Hapsedilen, işkence gören, ezilen müminleri kurtar Allahım!..
İşte o Ramazan Bayramı günü, sabah namazının ikinci rekâtında, rükûda, Rasûl-i Ekrem (sallallâhu aleyhi ve sellem) kunut duası yapmadan doğrudan secdeye gitmişti.
Selam verilir verilmez, Hazreti Ömer (radıyallahu anh) heyecan ve merakla sormuştu:
- Ya Rasûlallah, ne zamandır hicranla yâd ettiğiniz kardeşlerimize bugün dua buyurmadınız?
Peygamber Efendimiz’in (sallallâhu aleyhi ve sellem) mübarek çehresinde tebessüm belirmişti:
- Allah kardeşlerinize kurtuluş lütfetti; yola çıktılar, geliyorlar.
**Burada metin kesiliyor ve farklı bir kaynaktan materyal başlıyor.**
//! Secret management — metadata only on reads; plaintext never leaves.

use axum::extract::{Path, State};
use axum::response::Response;
use axum::Json;
use serde::Deserialize;

use crate::state::AppState;

use super::{fail, ok, respond};

#[derive(Debug, Deserialize)]
#[serde(rename_all = "camelCase")]
pub struct SetSecret {
    pub key: String,
    pub value: String,
    #[serde(default)]
    pub description: Option<String>,
}

pub async fn set(
    State(state): State<AppState>,
    Path(pid): Path<String>,
    Json(body): Json<SetSecret>,
) -> Response {
    if let Err(e) = state.projects.get(&pid).await {
        return fail(e);
    }
    respond(
        state
            .secrets
            .set(&pid, &body.key, &body.value, body.description)
            .await,
    )
}

pub async fn list(State(state): State<AppState>, Path(pid): Path<String>) -> Response {
    ok(state.secrets.list(&pid).await)
}

/// Metadata only — the decrypted value is available exclusively to
/// in-process consumers (tools, channel adapters).
pub async fn get(
    State(state): State<AppState>,
    Path((pid, key)): Path<(String, String)>,
) -> Response {
    let metadata = state
        .secrets
        .list(&pid)
        .await
        .into_iter()
        .find(|m| m.key == key);
    match metadata {
        Some(m) => ok(m),
        None => fail(nexus_domain::error::Error::SecretNotFound(format!(
            "{pid}/{key}"
        ))),
    }
}

pub async fn remove(
    State(state): State<AppState>,
    Path((pid, key)): Path<(String, String)>,
) -> Response {
    respond(
        state
            .secrets
            .delete(&pid, &key)
            .await
            .map(|_| serde_json::json!({"deleted": key})),
    )
}
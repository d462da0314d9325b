//! Project CRUD and cost status.

use axum::extract::{Path, State};
use axum::response::Response;
use axum::Json;
use chrono::Utc;
use serde::Deserialize;

use nexus_domain::error::Error;
use nexus_domain::project::{AgentConfig, Environment, Project};

use crate::state::AppState;

use super::{fail, ok, respond};

#[derive(Debug, Deserialize)]
#[serde(rename_all = "camelCase")]
pub struct CreateProject {
    pub id: Option<String>,
    pub name: String,
    pub owner: String,
    #[serde(default)]
    pub environment: Environment,
    #[serde(default)]
    pub tags: Vec<String>,
    pub agent_config: AgentConfig,
}

pub async fn create(State(state): State<AppState>, Json(body): Json<CreateProject>) -> Response {
    if body.name.trim().is_empty() {
        return fail(Error::Validation("project name must not be empty".into()));
    }
    let now = Utc::now();
    let project = Project {
        id: body
            .id
            .filter(|id| !id.trim().is_empty())
            .unwrap_or_else(|| uuid::Uuid::new_v4().to_string()),
        name: body.name,
        owner: body.owner,
        environment: body.environment,
        tags: body.tags,
        agent_config: body.agent_config,
        created_at: now,
        updated_at: now,
    };
    respond(state.projects.insert(project).await)
}

pub async fn list(State(state): State<AppState>) -> Response {
    ok(state.projects.list().await)
}

pub async fn get(State(state): State<AppState>, Path(id): Path<String>) -> Response {
    respond(state.projects.get(&id).await)
}

#[derive(Debug, Deserialize)]
#[serde(rename_all = "camelCase")]
pub struct UpdateProject {
    pub name: Option<String>,
    pub tags: Option<Vec<String>>,
    pub agent_config: Option<AgentConfig>,
}

pub async fn update(
    State(state): State<AppState>,
    Path(id): Path<String>,
    Json(body): Json<UpdateProject>,
) -> Response {
    let result = state
        .projects
        .update(&id, |p| {
            if let Some(name) = body.name {
                p.name = name;
            }
            if let Some(tags) = body.tags {
                p.tags = tags;
            }
            if let Some(agent_config) = body.agent_config {
                p.agent_config = agent_config;
            }
        })
        .await;
    // Cached agent config and provider adapters may now be stale.
    state.agent_cache.invalidate(&id);
    if let Ok(project) = &result {
        state.providers.invalidate(&project.agent_config.provider);
    }
    respond(result)
}

pub async fn remove(State(state): State<AppState>, Path(id): Path<String>) -> Response {
    // Projects are never deleted while sessions exist.
    if state.sessions.project_has_sessions(&id).await {
        return fail(Error::Validation(format!(
            "project '{id}' has sessions and cannot be deleted"
        )));
    }
    state.agent_cache.invalidate(&id);
    respond(state.projects.delete(&id).await.map(|_| serde_json::json!({"deleted": id})))
}

pub async fn cost_status(State(state): State<AppState>, Path(pid): Path<String>) -> Response {
    match state.projects.get(&pid).await {
        Ok(project) => ok(state.cost.status(&pid, &project.agent_config.cost).await),
        Err(e) => fail(e),
    }
}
Yüce Rabbimiz’in bütün arkadaşlarımıza, kardeşlerimize ve hangi inançtan, hangi anlayıştan olursa olsun zulüm altında inleyen bütün insanlara bu bayramda kurtuluş lütfetmesini hasretle bekliyorlar.
- Allah'ım, hidayet ettiklerinin yoluna bizi de hidâyet et. Allah'ım, âfiyet ver. Dost edindiklerinle beraber bizi de dost edin. Verdiğin şeyleri bize mübârek eyle. Hükmettiğin şeylerin şerrinden bizi koru. Şüphesiz Sen hüküm verirsin, fakat kimse sana hüküm veremez. Senin sevdiklerin zelil olmaz. Senin düşman oldukların ise asla aziz olmaz. Rabbimiz, sen mübarek ve yücesin.
‘Allah’ım! Hapsedilen, işkence gören, ezilen müminleri, bütün insanları kurtar Allah’ım!.. Allah’ım! Hakları ellerinden alınan ve sömürülen bütün müminleri kurtar!
Amin…
Mevlâ’nın bizi affedeceği… cürm ü hataların gideceği, bütün kardeşlerimizin kurtulacağı o bayram sabahına kavuşma ümidiyle, Ramazan Bayramı’nız mübarek olsun.